Hitoshi Jin describes his younger brother spending the booming 1980s “cult surfing,” exploring what new religions had to offer to fill the gaping spiritual void left by a childhood scarred by an abusive father.

Like others seeking refuge from the rampant materialism of the era, he appeared to find a form of salvation in the Buddhist-Hindu influenced teachings espoused in what was then a yoga-training circle run by a long-haired, bearded former acupuncturist called Shoko Asahara.

Jin, a Buddhist priest, recalls his brother showing him a periodical published by the group claiming its guru could levitate. He brushed it aside as nonsense.

“I should have listened to him more carefully,” he said.

Jin’s brother was found dead at the age of 27 in an apparent suicide from inert gas asphyxiation. Among the pile of occult books and magazines found in his room were those written by Asahara, who the following year orchestrated the worst terrorist attack in modern Japanese history.

It’s unclear to what extent Jin’s brother was involved in Aum Shinrikyo, the doomsday cult responsible for staging the March 20, 1995, sarin gas attack on the Tokyo subway system that left 13 dead and injured around 6,300 people.

During the final years of his troubled life, Jin’s brother had experimented with various prescription drugs and other substances to induce an altered state of consciousness — to “see Buddha.” Members of the cult would later testify that Aum resorted to numerous tactics to instill its doctrine in its ranks, including the use of LSD and other hallucinogens.

But for Jin, 57, one thing is certain.

“Despite being a man of religion, I couldn’t save my brother,” he said.

Jin is among those whose lives have been confounded by the cult that burst onto the national stage 23 years ago, with an act of terror that crippled postwar Japan’s long-held sense of security and left policymakers, media, academics and counterterrorism agencies scrambling to make sense of the new dangers posed by religious extremism.

The series of crimes committed by the group, which culminated in the toxic nerve gas attack during the morning rush hour, also launched an unprecedentedly long and complicated judicial process that finally wrapped up this January, paving the way for the execution of Asahara — whose real name is Chizuo Matsumoto — and 12 other disciples on death row. Speculation is rife that they could be hanged before the Heisei Era draws to an end with the abdication of Emperor Akihito in April 2019.

For those who were involved with the cult, however, an enigma remains.

Asahara visits Orie Miyama in her dreams. Not often, only occasionally, and usually during stretches when she hasn’t been thinking about the cult she joined in 1986.

Miyama, a pseudonym she uses to protect her privacy when speaking to the media, was a graphic designer when she discovered the cult through one of Asahara’s books. She was among the droves of young Japanese — many from wealthy, well-educated backgrounds — sickened and alienated by the consumerist ethos of the time that was fueled by the bubble economy.

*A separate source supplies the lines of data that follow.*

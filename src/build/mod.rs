//! Writing packages from the object model to disk.
//!
//! The build direction is the inverse of the parser: stage every payload and
//! metadata file into a fresh container, compute what the description
//! documents must declare, assemble and write those documents, and promote
//! the container in one move. A failed or cancelled build leaves nothing at
//! the destination.

pub mod document;

use std::fs;
use std::path::{Path, PathBuf};

use chrono::{SecondsFormat, Utc};
use tracing::debug;

use crate::cancel::CancelToken;
use crate::checksum::{self, Algorithm};
use crate::container::{ContainerWriter, DirWriter};
use crate::error::{Error, Result};
use crate::mets::{writer, HrefEncoding, MdSectionKind, MAIN_DOCUMENT_NAME};
use crate::model::metadata::{DescriptiveMetadata, MetadataRecord};
use crate::model::{IPFile, IPType, InformationPackage, Representation};
use crate::profile::{zone, Profile};

use document::{DocumentBuilder, FileFacts, StructMapZones};

/// Checksum algorithm declared for staged files unless the model already
/// carries a digest.
pub const DEFAULT_ALGORITHM: Algorithm = Algorithm::Sha256;

/// Knobs for one build invocation.
#[derive(Debug, Clone)]
pub struct BuildOptions {
    pub profile: Profile,
    pub href_encoding: HrefEncoding,
    pub checksum_algorithm: Algorithm,
    pub cancel: CancelToken,
}

impl Default for BuildOptions {
    fn default() -> Self {
        Self {
            profile: Profile::default(),
            href_encoding: HrefEncoding::default(),
            checksum_algorithm: DEFAULT_ALGORITHM,
            cancel: CancelToken::default(),
        }
    }
}

/// Write `package` as a directory tree under `destination`, named by the
/// package's first identifier. Returns the path of the finished package.
pub fn build_package(
    package: &InformationPackage,
    destination: &Path,
    options: &BuildOptions,
) -> Result<PathBuf> {
    if options.profile == Profile::Legacy {
        return Err(Error::Unsupported(
            "legacy-profile packages are import-only".to_string(),
        ));
    }
    options.cancel.check()?;
    debug!(id = package.id(), dest = %destination.display(), "building package");

    let mut container = Box::new(DirWriter::create(destination.join(package.id()))?);

    let mut builder = DocumentBuilder::new(
        package.ids().join(" "),
        format!("{}:{}", package.ip_type().name(), package.content_type()),
        profile_url(package.ip_type()),
        options.href_encoding,
    );
    if let Some(description) = package.description() {
        builder.set_label(description);
    }
    builder.set_header(
        package
            .create_date()
            .map(|d| d.to_rfc3339_opts(SecondsFormat::Secs, true)),
        package
            .modification_date()
            .map(|d| d.to_rfc3339_opts(SecondsFormat::Secs, true)),
        Some(package.status().name().to_string()),
        package.agents(),
    );

    let mut zones = StructMapZones::default();

    stage_metadata(
        &mut builder,
        &mut zones,
        container.as_mut(),
        "",
        package.descriptive_metadata(),
        package.preservation_metadata(),
        package.other_metadata(),
        options,
    )?;

    for representation in package.representations() {
        options.cancel.check()?;
        let doc_href = build_representation(representation, container.as_mut(), options)?;
        zones
            .representations
            .push((representation.representation_id().to_string(), doc_href));
    }

    zones.schemas = stage_zone_files(
        &mut builder,
        container.as_mut(),
        "",
        zone::SCHEMAS,
        package.schemas(),
        options,
    )?;
    zones.documentation = stage_zone_files(
        &mut builder,
        container.as_mut(),
        "",
        zone::DOCUMENTATION,
        package.documentation(),
        options,
    )?;
    if package.ip_type() == IPType::Aip {
        zones.submission = stage_zone_files(
            &mut builder,
            container.as_mut(),
            "",
            zone::SUBMISSION,
            package.submissions(),
            options,
        )?;
    }

    builder.push_struct_map(document::common_struct_map(package.id(), None, &zones));
    if !package.ancestors().is_empty() {
        let encoded: Vec<String> = package
            .ancestors()
            .iter()
            .map(|a| options.href_encoding.encode(a))
            .collect();
        builder.push_struct_map(document::ancestors_struct_map(package.id(), &encoded));
    }

    let xml = writer::write_string(&builder.finish())?;
    container.write_bytes(xml.as_bytes(), Path::new(MAIN_DOCUMENT_NAME))?;

    options.cancel.check()?;
    container.finish()
}

/// Stage one representation and its nested document. Returns the
/// package-relative href of that document.
fn build_representation(
    representation: &Representation,
    container: &mut dyn ContainerWriter,
    options: &BuildOptions,
) -> Result<String> {
    let rep_id = representation.representation_id();
    let rep_prefix = format!("{}/{}", zone::REPRESENTATIONS, rep_id);

    let mut builder = DocumentBuilder::new(
        representation.object_id(),
        representation_type_attr(representation),
        REPRESENTATION_PROFILE_URL,
        options.href_encoding,
    );
    builder.set_header(
        Some(Utc::now().to_rfc3339_opts(SecondsFormat::Secs, true)),
        None,
        None,
        representation.agents(),
    );

    let mut zones = StructMapZones::default();
    stage_metadata(
        &mut builder,
        &mut zones,
        container,
        &rep_prefix,
        representation.descriptive_metadata(),
        representation.preservation_metadata(),
        representation.other_metadata(),
        options,
    )?;

    let mut data_group = document::group("Data");
    for file in representation.data() {
        options.cancel.check()?;
        let relative = format!("{}/{}", zone::DATA, file.relative_path());
        let facts = stage_file(container, &rep_prefix, &relative, file, options)?;
        let id = builder.add_file_entry(&mut data_group, &relative, &facts);
        zones.data.push(id);
    }
    builder.push_group(data_group);

    zones.schemas = stage_zone_files(
        &mut builder,
        container,
        &rep_prefix,
        zone::SCHEMAS,
        representation.schemas(),
        options,
    )?;
    zones.documentation = stage_zone_files(
        &mut builder,
        container,
        &rep_prefix,
        zone::DOCUMENTATION,
        representation.documentation(),
        options,
    )?;

    builder.push_struct_map(document::common_struct_map(
        rep_id,
        Some(representation.status().as_str()),
        &zones,
    ));

    let xml = writer::write_string(&builder.finish())?;
    let doc_relative = format!("{rep_prefix}/{MAIN_DOCUMENT_NAME}");
    container.write_bytes(xml.as_bytes(), Path::new(&doc_relative))?;
    Ok(doc_relative)
}

#[allow(clippy::too_many_arguments)]
fn stage_metadata(
    builder: &mut DocumentBuilder,
    zones: &mut StructMapZones,
    container: &mut dyn ContainerWriter,
    prefix: &str,
    descriptive: &[DescriptiveMetadata],
    preservation: &[MetadataRecord],
    other: &[MetadataRecord],
    options: &BuildOptions,
) -> Result<()> {
    for metadata in descriptive {
        options.cancel.check()?;
        let relative = metadata_relative(zone::DESCRIPTIVE, metadata.file());
        let facts = stage_file(container, prefix, &relative, metadata.file(), options)?;
        zones
            .descriptive
            .push(builder.add_descriptive(metadata, &relative, &facts));
    }
    for record in preservation {
        options.cancel.check()?;
        let relative = metadata_relative(zone::PRESERVATION, record.file());
        let facts = stage_file(container, prefix, &relative, record.file(), options)?;
        zones.preservation.push(builder.add_administrative(
            MdSectionKind::DigiProv,
            record,
            &relative,
            &facts,
        ));
    }
    for record in other {
        options.cancel.check()?;
        let relative = metadata_relative(zone::OTHER, record.file());
        let facts = stage_file(container, prefix, &relative, record.file(), options)?;
        zones.other.push(builder.add_administrative(
            MdSectionKind::Source,
            record,
            &relative,
            &facts,
        ));
    }
    Ok(())
}

fn stage_zone_files(
    builder: &mut DocumentBuilder,
    container: &mut dyn ContainerWriter,
    prefix: &str,
    zone_name: &str,
    files: &[IPFile],
    options: &BuildOptions,
) -> Result<Vec<String>> {
    if files.is_empty() {
        return Ok(Vec::new());
    }
    let mut group = document::group(capitalized(zone_name));
    let mut ids = Vec::with_capacity(files.len());
    for file in files {
        options.cancel.check()?;
        let relative = format!("{}/{}", zone_name, file.relative_path());
        let facts = stage_file(container, prefix, &relative, file, options)?;
        ids.push(builder.add_file_entry(&mut group, &relative, &facts));
    }
    builder.push_group(group);
    Ok(ids)
}

/// Copy one model file into the container and gather what the document must
/// declare about it. A digest already carried by the model is trusted;
/// otherwise one is computed from the source.
fn stage_file(
    container: &mut dyn ContainerWriter,
    prefix: &str,
    relative: &str,
    file: &IPFile,
    options: &BuildOptions,
) -> Result<FileFacts> {
    let target = if prefix.is_empty() {
        relative.to_string()
    } else {
        format!("{prefix}/{relative}")
    };
    container.write_file(file.path(), Path::new(&target))?;

    let (checksum, checksum_type) = match (file.checksum(), file.checksum_algorithm()) {
        (Some(digest), Some(algorithm)) => (digest.to_string(), algorithm.to_string()),
        _ => {
            let digest = checksum::compute(file.path(), options.checksum_algorithm)
                .map_err(|e| Error::Io(std::io::Error::other(e.to_string())))?;
            (digest, options.checksum_algorithm.name().to_string())
        }
    };
    let size = match file.size() {
        Some(size) => Some(size),
        None => fs::metadata(file.path()).ok().map(|m| m.len()),
    };
    let mimetype = file
        .mimetype()
        .map(str::to_string)
        .or_else(|| guess_mimetype(&file.file_name()).map(str::to_string));
    let created = file
        .created()
        .unwrap_or_else(Utc::now)
        .to_rfc3339_opts(SecondsFormat::Secs, true);

    Ok(FileFacts {
        checksum: Some(checksum),
        checksum_type: Some(checksum_type),
        size,
        mimetype,
        created: Some(created),
    })
}

fn metadata_relative(metadata_zone: &str, file: &IPFile) -> String {
    format!(
        "{}/{}/{}",
        zone::METADATA,
        metadata_zone,
        file.relative_path()
    )
}

fn representation_type_attr(representation: &Representation) -> String {
    format!("representation:{}", representation.content_type())
}

fn capitalized(zone_name: &str) -> &'static str {
    match zone_name {
        z if z == zone::SCHEMAS => "Schemas",
        z if z == zone::DOCUMENTATION => "Documentation",
        z if z == zone::SUBMISSION => "Submission",
        _ => "Data",
    }
}

/// Extension-based media-type fallback for files the model carries no
/// declared type for.
static MIMETYPES: phf::Map<&'static str, &'static str> = phf::phf_map! {
    "pdf" => "application/pdf",
    "xml" => "text/xml",
    "txt" => "text/plain",
    "csv" => "text/csv",
    "html" => "text/html",
    "json" => "application/json",
    "png" => "image/png",
    "jpg" => "image/jpeg",
    "jpeg" => "image/jpeg",
    "tif" => "image/tiff",
    "tiff" => "image/tiff",
    "zip" => "application/zip",
    "xsd" => "text/xml",
};

fn guess_mimetype(file_name: &str) -> Option<&'static str> {
    let extension = file_name.rsplit_once('.')?.1.to_ascii_lowercase();
    MIMETYPES.get(extension.as_str()).copied()
}

fn profile_url(ip_type: IPType) -> &'static str {
    match ip_type {
        IPType::Sip => "https://earksip.dilcis.eu/profile/E-ARK-SIP.xml",
        IPType::Aip => "https://earkaip.dilcis.eu/profile/E-ARK-AIP.xml",
        IPType::Dip => "https://earkdip.dilcis.eu/profile/E-ARK-DIP.xml",
    }
}

const REPRESENTATION_PROFILE_URL: &str = "https://earkcsip.dilcis.eu/profile/E-ARK-CSIP.xml";

#[cfg(test)]
mod tests {
    use super::*;
    use crate::model::{ContentType, IPAgent};

    fn package_with_payload(dir: &Path) -> InformationPackage {
        fs::write(dir.join("a.txt"), b"payload").unwrap();
        let mut package =
            InformationPackage::new(IPType::Sip, "SIP_BUILD", ContentType::mixed());
        package.add_agent(IPAgent::creator_software("earkive").with_note("0.1.0"));
        let mut rep = Representation::new("rep1");
        rep.add_file(IPFile::new(dir.join("a.txt")));
        package.add_representation(rep);
        package
    }

    #[test]
    fn test_build_writes_documents_and_payload() {
        let root = tempfile::tempdir().unwrap();
        let source = root.path().join("src");
        fs::create_dir(&source).unwrap();
        let package = package_with_payload(&source);

        let dest = root.path().join("out");
        let built = build_package(&package, &dest, &BuildOptions::default()).unwrap();

        assert_eq!(built, dest.join("SIP_BUILD"));
        assert!(built.join("METS.xml").is_file());
        assert!(built.join("representations/rep1/METS.xml").is_file());
        assert_eq!(
            fs::read(built.join("representations/rep1/data/a.txt")).unwrap(),
            b"payload"
        );
    }

    #[test]
    fn test_legacy_build_is_unsupported() {
        let root = tempfile::tempdir().unwrap();
        let package =
            InformationPackage::new(IPType::Sip, "SIP_1", ContentType::mixed());
        let options = BuildOptions {
            profile: Profile::Legacy,
            ..Default::default()
        };
        assert!(matches!(
            build_package(&package, root.path(), &options),
            Err(Error::Unsupported(_))
        ));
    }

    #[test]
    fn test_cancelled_build_leaves_no_destination() {
        let root = tempfile::tempdir().unwrap();
        let source = root.path().join("src");
        fs::create_dir(&source).unwrap();
        let package = package_with_payload(&source);

        let options = BuildOptions::default();
        options.cancel.cancel();
        let dest = root.path().join("out");
        assert!(matches!(
            build_package(&package, &dest, &options),
            Err(Error::Cancelled)
        ));
        assert!(!dest.join("SIP_BUILD").exists());
    }

    #[test]
    fn test_existing_destination_rejected() {
        let root = tempfile::tempdir().unwrap();
        let package =
            InformationPackage::new(IPType::Sip, "SIP_1", ContentType::mixed());
        fs::create_dir_all(root.path().join("out/SIP_1")).unwrap();
        assert!(matches!(
            build_package(&package, &root.path().join("out"), &BuildOptions::default()),
            Err(Error::Destination(_))
        ));
    }
}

She found peace in the teachings and a sense of spiritual connection with Aum followers, and especially, toward its charismatic guru.

Miyama became a “shukke,” a full-time devotee living in the cult’s compounds. She was among the 25 Aum members — including Asahara — who ran in a failed 1990 Diet election bid considered one of the turning points for the sect, when paranoia and rhetoric of Armageddon intensified within its top circle.

Miyama claims she was unaware of the criminal activities in which Aum was engaged, including the 1989 murders of lawyer Tsutsumi Sakamoto and his family and the 1994 sarin attack in Matsumoto, Nagano Prefecture, that left eight dead and around 600 injured. “I thought I would be with the group until I die,” she said.

That changed in 1995, when the subway gassing triggered massive police raids and arrests of Aum members — who by then had grown to over 11,000 with branches in Russia and other countries — igniting a media firestorm and nationwide condemnation.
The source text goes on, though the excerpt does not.